*ASSIGNMENT*. Scan the data below for the string "async". Show every line where it turns up.

*SUPPLIED INFORMATION*.

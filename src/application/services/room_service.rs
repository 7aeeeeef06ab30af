use crate::application::hooks::{BeforeJoinRoom, BeforeLeaveRoom, HookRegistry};
use crate::domain::entities::{Room, User};
use crate::domain::errors::{DomainError, DomainResult};
use crate::domain::ports::permission_service::{
    PermissionService, PERMISSION_ADD_USER_TO_JOINED_ROOM,
};
use crate::domain::ports::room_repository::RoomRepository;
use crate::domain::ports::user_repository::UserRepository;
use std::sync::Arc;

/// Room membership changes, gated by the join and leave hook chains
#[derive(Clone)]
pub struct RoomService {
    room_repo: Arc<dyn RoomRepository>,
    user_repo: Arc<dyn UserRepository>,
    permissions: Arc<dyn PermissionService>,
    hooks: Arc<HookRegistry>,
}

impl RoomService {
    pub fn new(
        room_repo: Arc<dyn RoomRepository>,
        user_repo: Arc<dyn UserRepository>,
        permissions: Arc<dyn PermissionService>,
        hooks: Arc<HookRegistry>,
    ) -> Self {
        Self {
            room_repo,
            user_repo,
            permissions,
            hooks,
        }
    }

    async fn resolve(&self, user_id: &str, room_id: &str) -> DomainResult<(User, Room)> {
        let user = self
            .user_repo
            .find_user_by_id(user_id)
            .await?
            .ok_or_else(|| DomainError::NotFound(format!("User {} not found", user_id)))?;
        let room = self
            .room_repo
            .find_room_by_id(room_id)
            .await?
            .ok_or_else(|| DomainError::NotFound(format!("Room {} not found", room_id)))?;
        Ok((user, room))
    }

    pub async fn join_room(&self, user_id: &str, room_id: &str) -> DomainResult<()> {
        let (user, room) = self.resolve(user_id, room_id).await?;
        let user = self.hooks.run::<BeforeJoinRoom>(user, &room).await?;

        self.room_repo.add_member(&room.id, &user.id).await?;
        tracing::info!("User {} joined room {}", user.id, room.id);
        Ok(())
    }

    pub async fn leave_room(&self, user_id: &str, room_id: &str) -> DomainResult<()> {
        let (user, room) = self.resolve(user_id, room_id).await?;
        if !self.room_repo.is_member(&room.id, &user.id).await? {
            return Err(DomainError::Conflict(format!(
                "User {} is not in room {}",
                user.id, room.id
            )));
        }

        let user = self.hooks.run::<BeforeLeaveRoom>(user, &room).await?;

        self.room_repo.remove_member(&room.id, &user.id).await?;
        tracing::info!("User {} left room {}", user.id, room.id);
        Ok(())
    }

    /// Add another user on behalf of `actor_id`; the added user still passes
    /// through the join chain
    pub async fn add_member(&self, actor_id: &str, user_id: &str, room_id: &str) -> DomainResult<()> {
        let allowed = self
            .permissions
            .has_permission(actor_id, PERMISSION_ADD_USER_TO_JOINED_ROOM, Some(room_id))
            .await?;
        if !allowed {
            return Err(DomainError::Forbidden("no-permission".to_string()));
        }

        self.join_room(user_id, room_id).await
    }
}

*YOUR RESPONSE*.
    async fn resolve(&self, user_id: &str, room_id: &str) -> DomainResult<(User, Room)> {
    pub async fn join_room(&self, user_id: &str, room_id: &str) -> DomainResult<()> {
    pub async fn leave_room(&self, user_id: &str, room_id: &str) -> DomainResult<()> {
    pub async fn add_member(&self, actor_id: &str, user_id: &str, room_id: &str) -> DomainResult<()> {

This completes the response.